It turned out I had slept for nearly an hour and a quarter. Mum got a bit freaked when the first thing I said was that the bridge was on my curtain, until she looked and saw that it was true. She was with hubby, and they each took one of my hands, my mum chafing the one she held between her own as if I'd just come in from the cold. She put my glasses on me and the nurse propped up my bed so I was sitting. The cramps were still bad but subsiding and I started to feel better quickly.

I was given toast with strawberry jam, orange juice and coffee. I hadn't imagined I'd be hungry in a million years, but having not eaten since dinner the previous night I found I was ravenous. My mum read out a checklist of the things I needed to demonstrate before being discharged: namely, sitting up, eating, drinking, walking, and urinating. Anxious to be home, I did all of them.

The embryologist came to see me and told me they had got ten eggs, which she said was really good. I was told to phone at 10.30 the following morning to check fertilisation, and with that was sent on my relieved, if not merry, way.

The only issue on the way home were speedbumps, which jarred my tummy something rotten. But once back in my house I spent the afternoon snoozing in bed and on the sofa, and by evening felt as right as rain, if still a little bloated and sore.

I'm still tired and feel like I've written my fill today, but I'll be back tomorrow to tell you about embryo transfer - all ten eggs fertilised, and we ended up with three good embryos, one of which is now (hopefully) nestled inside me. All in all, it's been a dramatic week.

Monday, 14 December 2009

IVF, weeks 4-6

My egg collection is tomorrow morning at 9am.

How do I feel? There's a scene in the film Armageddon where one of the astronauts about to take off answers that same question. His verdict is: "98% excited, 2% scared. Or maybe it's more like 98% scared, 2% excited - it's hard to tell but that's what makes it so intense." That sums up my mindset this rainy, chilly evening.
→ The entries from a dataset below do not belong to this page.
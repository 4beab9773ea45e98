//! Display units. Everything is computed in meters, km/h and m/s and only
//! converted on the way out.

use chrono::NaiveTime;

const METERS_TO_FEET: f64 = 3.28084;
const KMH_TO_MPH: f64 = 0.621371;
const KMH_TO_KNOTS: f64 = 0.539957;
const MS_TO_KMH: f64 = 3.6;

#[derive(Clone, Copy, Debug, Eq, PartialEq)]
pub enum AltitudeUnit {
    Meters,
    Feet,
}

#[derive(Clone, Copy, Debug, Eq, PartialEq)]
pub enum SpeedUnit {
    Kmh,
    Mph,
    Knots,
    Ms,
}

#[derive(Clone, Copy, Debug, Eq, PartialEq)]
pub enum ClimbUnit {
    Ms,
    Fpm,
}

#[derive(Clone, Copy, Debug, Eq, PartialEq)]
pub enum TimeFormat {
    H24,
    AmPm,
}

// Unknown names fall back to the metric option instead of failing.

impl From<&str> for AltitudeUnit {
    fn from(x: &str) -> Self {
        match x {
            "ft" => AltitudeUnit::Feet,
            _ => AltitudeUnit::Meters,
        }
    }
}

impl From<&str> for SpeedUnit {
    fn from(x: &str) -> Self {
        match x {
            "mph" => SpeedUnit::Mph,
            "kts" => SpeedUnit::Knots,
            "ms" => SpeedUnit::Ms,
            _ => SpeedUnit::Kmh,
        }
    }
}

impl From<&str> for ClimbUnit {
    fn from(x: &str) -> Self {
        match x {
            "fpm" => ClimbUnit::Fpm,
            _ => ClimbUnit::Ms,
        }
    }
}

impl From<&str> for TimeFormat {
    fn from(x: &str) -> Self {
        match x {
            "ampm" => TimeFormat::AmPm,
            _ => TimeFormat::H24,
        }
    }
}

impl From<AltitudeUnit> for &str {
    fn from(x: AltitudeUnit) -> &'static str {
        match x {
            AltitudeUnit::Meters => "m",
            AltitudeUnit::Feet => "ft",
        }
    }
}

impl From<SpeedUnit> for &str {
    fn from(x: SpeedUnit) -> &'static str {
        match x {
            SpeedUnit::Kmh => "km/h",
            SpeedUnit::Mph => "mph",
            SpeedUnit::Knots => "kts",
            SpeedUnit::Ms => "m/s",
        }
    }
}

impl From<ClimbUnit> for &str {
    fn from(x: ClimbUnit) -> &'static str {
        match x {
            ClimbUnit::Ms => "m/s",
            ClimbUnit::Fpm => "ft/min",
        }
    }
}

impl AltitudeUnit {
    pub const NAMES: &'static [&'static str] = &["m", "ft"];

    pub fn convert(self, meters: f64) -> f64 {
        match self {
            AltitudeUnit::Meters => meters,
            AltitudeUnit::Feet => meters * METERS_TO_FEET,
        }
    }
}

impl SpeedUnit {
    pub const NAMES: &'static [&'static str] = &["kmh", "mph", "kts", "ms"];

    pub fn convert(self, kmh: f64) -> f64 {
        match self {
            SpeedUnit::Kmh => kmh,
            SpeedUnit::Mph => kmh * KMH_TO_MPH,
            SpeedUnit::Knots => kmh * KMH_TO_KNOTS,
            SpeedUnit::Ms => kmh / MS_TO_KMH,
        }
    }
}

impl ClimbUnit {
    pub const NAMES: &'static [&'static str] = &["ms", "fpm"];

    pub fn convert(self, ms: f64) -> f64 {
        match self {
            ClimbUnit::Ms => ms,
            ClimbUnit::Fpm => ms * METERS_TO_FEET * 60.0,
        }
    }
}

impl TimeFormat {
    pub const NAMES: &'static [&'static str] = &["24h", "ampm"];

    pub fn format(self, t: NaiveTime) -> String {
        match self {
            TimeFormat::H24 => t.format("%H:%M:%S").to_string(),
            TimeFormat::AmPm => t.format("%-I:%M:%S %p").to_string(),
        }
    }
}

/// The unit system a batch of flights is reported in.
#[derive(Clone, Copy, Debug, Eq, PartialEq)]
pub struct Units {
    pub altitude: AltitudeUnit,
    pub speed: SpeedUnit,
    pub climb: ClimbUnit,
}

impl Default for Units {
    fn default() -> Self {
        Units {
            altitude: AltitudeUnit::Meters,
            speed: SpeedUnit::Kmh,
            climb: ClimbUnit::Ms,
        }
    }
}

impl Units {
    pub fn new(altitude: &str, speed: &str, climb: &str) -> Self {
        Units {
            altitude: altitude.into(),
            speed: speed.into(),
            climb: climb.into(),
        }
    }

    pub fn altitude_symbol(self) -> &'static str {
        self.altitude.into()
    }

    pub fn speed_symbol(self) -> &'static str {
        self.speed.into()
    }

    pub fn climb_symbol(self) -> &'static str {
        self.climb.into()
    }
}

#[cfg(test)]
mod tests {
    use super::*;

    #[test]
    fn unknown_names_fall_back_to_metric() {
        assert_eq!(AltitudeUnit::from("yards"), AltitudeUnit::Meters);
        assert_eq!(SpeedUnit::from(""), SpeedUnit::Kmh);
        assert_eq!(ClimbUnit::from("m/s"), ClimbUnit::Ms);
        assert_eq!(TimeFormat::from("12h"), TimeFormat::H24);
    }

    #[test]
    fn every_listed_name_round_trips_to_its_own_variant() {
        let alts: Vec<AltitudeUnit> = AltitudeUnit::NAMES.iter().map(|&n| n.into()).collect();
        assert_eq!(alts, vec![AltitudeUnit::Meters, AltitudeUnit::Feet]);
        let speeds: Vec<SpeedUnit> = SpeedUnit::NAMES.iter().map(|&n| n.into()).collect();
        assert_eq!(speeds, vec![SpeedUnit::Kmh, SpeedUnit::Mph, SpeedUnit::Knots, SpeedUnit::Ms]);
    }

    #[test]
    fn conversions() {
        assert!((AltitudeUnit::Feet.convert(1000.0) - 3280.84).abs() < 1e-9);
        assert!((SpeedUnit::Mph.convert(100.0) - 62.1371).abs() < 1e-9);
        assert!((SpeedUnit::Knots.convert(100.0) - 53.9957).abs() < 1e-9);
        assert!((SpeedUnit::Ms.convert(36.0) - 10.0).abs() < 1e-9);
        assert!((ClimbUnit::Fpm.convert(1.0) - 196.8504).abs() < 1e-9);
    }

    #[test]
    fn symbols() {
        let units = Units::new("ft", "kts", "fpm");
        assert_eq!(units.altitude_symbol(), "ft");
        assert_eq!(units.speed_symbol(), "kts");
        assert_eq!(units.climb_symbol(), "ft/min");
        assert_eq!(Units::default().speed_symbol(), "km/h");
    }

    #[test]
    fn time_formats() {
        let t = NaiveTime::from_hms_opt(14, 5, 9).unwrap();
        assert_eq!(TimeFormat::H24.format(t), "14:05:09");
        assert_eq!(TimeFormat::AmPm.format(t), "2:05:09 PM");
    }
}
I managed fine with the injections in the end. I got to be quite the dab hand with the old liquid siphoning by the finish. Inevitably on my last day I performed the maneouvre perfectly. Had my last morning injection been a gymnastic routine, I finished on the equivalent of a perfect en pointe dismount.

I managed to escape with only a little bit of thigh bruising and several sliced fingers, and the side effects haven't been as bad as I feared. I've suffered with migraines in the past so I was pretty well resigned to having one of those once the hormone cocktail kicked in, but I've avoided them so far. There was a thudding headache every day between day two and six, but a headache is very different to a migraine and I was able to cope.

The nerves I felt going for my first scan were about as jittery as anything I've experienced throughout this process. Because of my high FSH level I'd convinced myself there was a chance I might not respond at all. My big dread was the monitor revealing two stubbornly small and flaccid ovaries which had refused to produce so much as a pimple.

There was no need to worry. To be fair, the secret voice in my brain which is currently insisting that this whole thing might just work had told me I had nothing to worry about because I'd felt my ovaries kick in round about day five. It was the same feeling I had on Clomid - a sort of low ache, almost like you have wind, worse on the right side.

The head doctor at the clinic did my scan with her trademark - and actually increasingly appealing - no-nonsense style. The hell with KY jelly and easing it between my lips - the Renault was rammed, bammed and thank you mammed into me with very little in the way of opening pleasantries. Which suited me fine as I was burning to know what my pesky ovaries had been up to all that time. Despite the twinges I'd felt, it still seems weird that a little jab in your thigh flab every morning can make eggs grow there.

Immediately the doctor murmured "Oh, this is good," and I craned my neck to look at the screen. Even I could see them - oval, shadowy follicles clustered on my right ovary. She counted five, then twirled the Renault and located seven on the other side. Withdrawing the scanner with similar gusto to that with which she had introduced it, she proclaimed this to be excellent progress and sent me on my merry way with a view to presenting myself for a final scan on Saturday gone.

The jabs got a bit sorer after that, presumably because there wasn't much expanse of thigh flab left that hadn't already been skewered and injecting into a bruise isn't much fun. But I persisted and as I did the windy ovary pain got a bit worse each day, and my stomach started to bloat.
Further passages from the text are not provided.